─── Materials provided ───

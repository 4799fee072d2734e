use serde::{
    Deserialize,
    Serialize,
};
use thiserror::Error;

use super::matcher::PathMatcher;

#[derive(Error, Debug, Clone, PartialEq, Eq)]
#[error("Configuration error in '{field_path}': {message}")]
pub struct ValidationError {
    /// JSON path to the field (e.g., "pathMatchers[0]")
    pub field_path: String,
    pub message: String,
}

impl ValidationError {
    #[must_use]
    pub fn new(field_path: impl Into<String>, message: impl Into<String>) -> Self {
        Self { field_path: field_path.into(), message: message.into() }
    }
}

#[derive(Error, Debug)]
pub enum ConfigError {
    #[error("Configuration validation failed:\n{}", format_validation_errors(.0))]
    ValidationErrors(Vec<ValidationError>),

    #[error("Failed to load configuration file: {0}")]
    IoError(#[from] std::io::Error),

    #[error("Failed to parse configuration: {0}")]
    ParseError(#[from] serde_json::Error),
}

/// Numbered list, one error per line.
fn format_validation_errors(errors: &[ValidationError]) -> String {
    errors
        .iter()
        .enumerate()
        .map(|(i, err)| format!("  {}. {} - {}", i + 1, err.field_path, err.message))
        .collect::<Vec<_>>()
        .join("\n")
}

/// Output syntax for locale files written by the catalog.
#[derive(
    Debug, Clone, Copy, PartialEq, Eq, Hash, Deserialize, Serialize, Default, clap::ValueEnum,
)]
#[serde(rename_all = "lowercase")]
pub enum OutputFormat {
    #[default]
    Json,
    Js,
}

impl OutputFormat {
    #[must_use]
    pub const fn extension(self) -> &'static str {
        match self {
            Self::Json => "json",
            Self::Js => "js",
        }
    }
}

#[derive(Debug, Clone, Deserialize, Serialize)]
#[serde(rename_all = "camelCase", default)]
pub struct I18nSettings {
    /// Directory globs (relative to the project root) holding locale files.
    /// `.` stands for the project root itself.
    pub locales_paths: Vec<String>,

    /// Patterns classifying files under a locale directory.
    /// Placeholders: `{locale}`, `{namespace}`, `{namespaces}` (may span folders), `{ext}`.
    pub path_matchers: Vec<String>,

    /// Locale assigned to files whose pattern has no `{locale}` group,
    /// and the locale new keys are minted into.
    pub source_language: String,

    /// Prefix keys with the namespace derived from the file path.
    pub namespace: bool,

    /// Walk locale directories without the two-level depth limit.
    pub include_subfolders: bool,

    /// Extra globs skipped while walking locale directories.
    pub ignore_files: Vec<String>,

    pub key_separator: String,

    /// Namespace for minted keys when the caller gives no hint.
    pub default_namespace: Option<String>,

    /// A file section containing this token is never rewritten.
    pub ignore_marker: String,

    pub translate_functions: TranslateFunctions,

    /// Source files considered for rewriting.
    pub include_patterns: Vec<String>,
    pub exclude_patterns: Vec<String>,

    /// Format for locale files that do not exist yet.
    pub output_format: OutputFormat,

    /// Regex a literal must match to be translated.
    /// Unset: text holding any character above U+00FF.
    pub translatable_pattern: Option<String>,
}

/// Call expressions substituted for extracted literals.
#[derive(Debug, Clone, Deserialize, Serialize)]
#[serde(rename_all = "camelCase", default)]
pub struct TranslateFunctions {
    /// Used inside `<template>` sections.
    pub template: String,
    /// Used inside the `<script>` section of a component file.
    pub component_script: String,
    /// Used inside `<script setup>`, where there is no `this`.
    pub setup_script: String,
    /// Used in plain script files.
    pub script: String,
}

impl TranslateFunctions {
    /// Every configured function name.
    #[must_use]
    pub fn names(&self) -> [&str; 4] {
        [&self.template, &self.component_script, &self.setup_script, &self.script]
    }
}

impl Default for TranslateFunctions {
    fn default() -> Self {
        Self {
            template: "$t".to_string(),
            component_script: "this.$t".to_string(),
            setup_script: "t".to_string(),
            script: "i18n.t".to_string(),
        }
    }
}

impl I18nSettings {
    /// # Errors
    /// - Required field is empty
    /// - Invalid glob or locale path pattern
    pub fn validate(&self) -> Result<(), Vec<ValidationError>> {
        let mut errors = Vec::new();

        if self.key_separator.is_empty() {
            errors.push(ValidationError::new(
                "keySeparator",
                "The separator cannot be empty. Please specify a separator, for example: \".\" (dot)",
            ));
        }

        if self.source_language.is_empty() {
            errors.push(ValidationError::new(
                "sourceLanguage",
                "The source language cannot be empty. Example: \"zh\"",
            ));
        }

        if self.ignore_marker.is_empty() {
            errors.push(ValidationError::new(
                "ignoreMarker",
                "The marker cannot be empty. Example: \"i18nIgnore\"",
            ));
        }

        if self.path_matchers.is_empty() {
            errors.push(ValidationError::new(
                "pathMatchers",
                "At least one pattern is required. Example: [\"{locale}/{namespaces}.{ext}\"]",
            ));
        }

        for (index, pattern) in self.path_matchers.iter().enumerate() {
            if let Err(e) = PathMatcher::compile(pattern) {
                errors.push(ValidationError::new(
                    format!("pathMatchers[{index}]"),
                    format!("Invalid locale path pattern '{pattern}': {e}"),
                ));
            }
        }

        let glob_fields = [
            ("localesPaths", &self.locales_paths),
            ("ignoreFiles", &self.ignore_files),
            ("includePatterns", &self.include_patterns),
            ("excludePatterns", &self.exclude_patterns),
        ];
        for (field, patterns) in glob_fields {
            for (index, pattern) in patterns.iter().enumerate() {
                if pattern == "." {
                    continue;
                }
                if let Err(e) = globset::Glob::new(pattern) {
                    errors.push(ValidationError::new(
                        format!("{field}[{index}]"),
                        format!("Invalid glob pattern '{pattern}': {e}"),
                    ));
                }
            }
        }

        let functions = [
            ("translateFunctions.template", &self.translate_functions.template),
            ("translateFunctions.componentScript", &self.translate_functions.component_script),
            ("translateFunctions.setupScript", &self.translate_functions.setup_script),
            ("translateFunctions.script", &self.translate_functions.script),
        ];
        for (field, name) in functions {
            if name.trim().is_empty() {
                errors.push(ValidationError::new(field, "The function name cannot be empty"));
            }
        }

        if let Some(pattern) = &self.translatable_pattern
            && let Err(e) = regex::Regex::new(pattern)
        {
            errors.push(ValidationError::new(
                "translatablePattern",
                format!("Invalid regular expression '{pattern}': {e}"),
            ));
        }

        if errors.is_empty() { Ok(()) } else { Err(errors) }
    }

    /// Effective namespace for a minted key.
    #[must_use]
    pub fn namespace_for<'a>(&'a self, hint: Option<&'a str>, locale: &'a str) -> &'a str {
        hint.filter(|h| !h.is_empty())
            .or(self.default_namespace.as_deref())
            .unwrap_or(locale)
    }
}

impl Default for I18nSettings {
    fn default() -> Self {
        Self {
            locales_paths: vec!["locales".to_string(), "src/locales".to_string()],
            path_matchers: vec!["{locale}/{namespaces}.{ext}".to_string(), "{locale}.{ext}".to_string()],
            source_language: "zh".to_string(),
            namespace: true,
            include_subfolders: false,
            ignore_files: Vec::new(),
            key_separator: ".".to_string(),
            default_namespace: None,
            ignore_marker: "i18nIgnore".to_string(),
            translate_functions: TranslateFunctions::default(),
            include_patterns: vec!["**/*.{vue,js,ts}".to_string()],
            exclude_patterns: vec!["node_modules/**".to_string(), "dist/**".to_string()],
            output_format: OutputFormat::default(),
            translatable_pattern: None,
        }
    }
}

#[cfg(test)]
#[allow(clippy::unwrap_used, clippy::indexing_slicing, clippy::expect_used, clippy::panic)]
mod tests {
    use googletest::prelude::*;
    use rstest::*;

    use super::*;

    #[rstest]
    fn test_validate_valid_settings() {
        let settings = I18nSettings::default();

        assert_that!(settings.validate(), ok(anything()));
    }

    #[rstest]
    fn test_deserialize_partial_settings() {
        let json = r#"{"sourceLanguage": "en", "namespace": false, "outputFormat": "js"}"#;

        let settings: I18nSettings = serde_json::from_str(json).unwrap();

        assert_that!(settings.source_language, eq("en"));
        assert_that!(settings.namespace, eq(false));
        assert_that!(settings.output_format, eq(OutputFormat::Js));
        assert_that!(settings.key_separator, eq("."));
        assert_that!(settings.ignore_marker, eq("i18nIgnore"));
    }

    #[rstest]
    fn test_deserialize_empty_settings() {
        let settings: I18nSettings = serde_json::from_str("{}").unwrap();

        assert_that!(settings.locales_paths, elements_are![eq("locales"), eq("src/locales")]);
        assert_that!(
            settings.path_matchers,
            elements_are![eq("{locale}/{namespaces}.{ext}"), eq("{locale}.{ext}")]
        );
        assert_that!(settings.translate_functions.template, eq("$t"));
        assert_that!(settings.translate_functions.component_script, eq("this.$t"));
        assert_that!(settings.translate_functions.setup_script, eq("t"));
        assert_that!(settings.translatable_pattern, none());
    }

    #[rstest]
    fn test_deserialize_nested_translate_functions() {
        let json = r#"{"translateFunctions": {"script": "t", "setupScript": "i18n.global.t"}, "translatablePattern": "[A-Za-z]"}"#;

        let settings: I18nSettings = serde_json::from_str(json).unwrap();

        assert_that!(settings.translate_functions.script, eq("t"));
        assert_that!(settings.translate_functions.setup_script, eq("i18n.global.t"));
        assert_that!(settings.translatable_pattern.as_deref(), some(eq("[A-Za-z]")));
        assert_that!(settings.translate_functions.template, eq("$t"));
    }

    #[rstest]
    fn test_validate_invalid_key_separator_empty() {
        let settings = I18nSettings { key_separator: String::new(), ..I18nSettings::default() };

        assert_that!(
            settings.validate(),
            err(elements_are![all![
                field!(ValidationError.field_path, eq("keySeparator")),
                field!(ValidationError.message, contains_substring("cannot be empty"))
            ]])
        );
    }

    #[rstest]
    fn test_validate_invalid_path_matcher() {
        let settings = I18nSettings {
            path_matchers: vec!["{locale}/{namespace}/{namespace}.json".to_string()],
            ..I18nSettings::default()
        };

        assert_that!(
            settings.validate(),
            err(elements_are![field!(ValidationError.field_path, eq("pathMatchers[0]"))])
        );
    }

    #[rstest]
    fn test_validate_invalid_ignore_glob() {
        let settings = I18nSettings {
            ignore_files: vec!["ok/**".to_string(), "bad[glob".to_string()],
            ..I18nSettings::default()
        };

        assert_that!(
            settings.validate(),
            err(elements_are![all![
                field!(ValidationError.field_path, eq("ignoreFiles[1]")),
                field!(ValidationError.message, contains_substring("bad[glob"))
            ]])
        );
    }

    #[rstest]
    fn test_validate_invalid_translatable_pattern() {
        let settings = I18nSettings {
            translatable_pattern: Some("[A-Z".to_string()),
            ..I18nSettings::default()
        };

        assert_that!(
            settings.validate(),
            err(elements_are![all![
                field!(ValidationError.field_path, eq("translatablePattern")),
                field!(ValidationError.message, contains_substring("[A-Z"))
            ]])
        );
    }

    #[rstest]
    fn test_validate_empty_setup_script_function() {
        let settings = I18nSettings {
            translate_functions: TranslateFunctions {
                setup_script: " ".to_string(),
                ..TranslateFunctions::default()
            },
            ..I18nSettings::default()
        };

        assert_that!(
            settings.validate(),
            err(elements_are![field!(ValidationError.field_path, eq("translateFunctions.setupScript"))])
        );
    }

    #[rstest]
    fn test_validate_accepts_project_root_locale_path() {
        let settings =
            I18nSettings { locales_paths: vec![".".to_string()], ..I18nSettings::default() };

        assert_that!(settings.validate(), ok(anything()));
    }

    #[rstest]
    fn test_config_error_validation_errors_format() {
        let settings = I18nSettings {
            key_separator: String::new(),
            ignore_marker: String::new(),
            ..I18nSettings::default()
        };

        let errors = settings.validate().unwrap_err();
        let message = format!("{}", ConfigError::ValidationErrors(errors));

        assert_that!(message, contains_substring("Configuration validation failed"));
        assert_that!(message, contains_substring("1. keySeparator"));
        assert_that!(message, contains_substring("2. ignoreMarker"));
    }

    #[rstest]
    #[case::hint(Some("home"), None, "home")]
    #[case::empty_hint_falls_back(Some(""), Some("common"), "common")]
    #[case::default_namespace(None, Some("common"), "common")]
    #[case::locale_fallback(None, None, "zh")]
    fn test_namespace_for_resolution(
        #[case] hint: Option<&str>,
        #[case] default_namespace: Option<&str>,
        #[case] expected: &str,
    ) {
        let settings = I18nSettings {
            default_namespace: default_namespace.map(String::from),
            ..I18nSettings::default()
        };

        assert_eq!(settings.namespace_for(hint, "zh"), expected);
    }
}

───

◆ What is required:
Your answer must consist solely of the lines above between the line holding "least one pattern" and the line holding "for (index, pattern) in patterns.iter().enumerate()", inclusive, copied exactly.

◆ Reply to the task:
                "At least one pattern is required. Example: [\"{locale}/{namespaces}.{ext}\"]",
            ));
        }

        for (index, pattern) in self.path_matchers.iter().enumerate() {
            if let Err(e) = PathMatcher::compile(pattern) {
                errors.push(ValidationError::new(
                    format!("pathMatchers[{index}]"),
                    format!("Invalid locale path pattern '{pattern}': {e}"),
                ));
            }
        }

        let glob_fields = [
            ("localesPaths", &self.locales_paths),
            ("ignoreFiles", &self.ignore_files),
            ("includePatterns", &self.include_patterns),
            ("excludePatterns", &self.exclude_patterns),
        ];
        for (field, patterns) in glob_fields {
            for (index, pattern) in patterns.iter().enumerate() {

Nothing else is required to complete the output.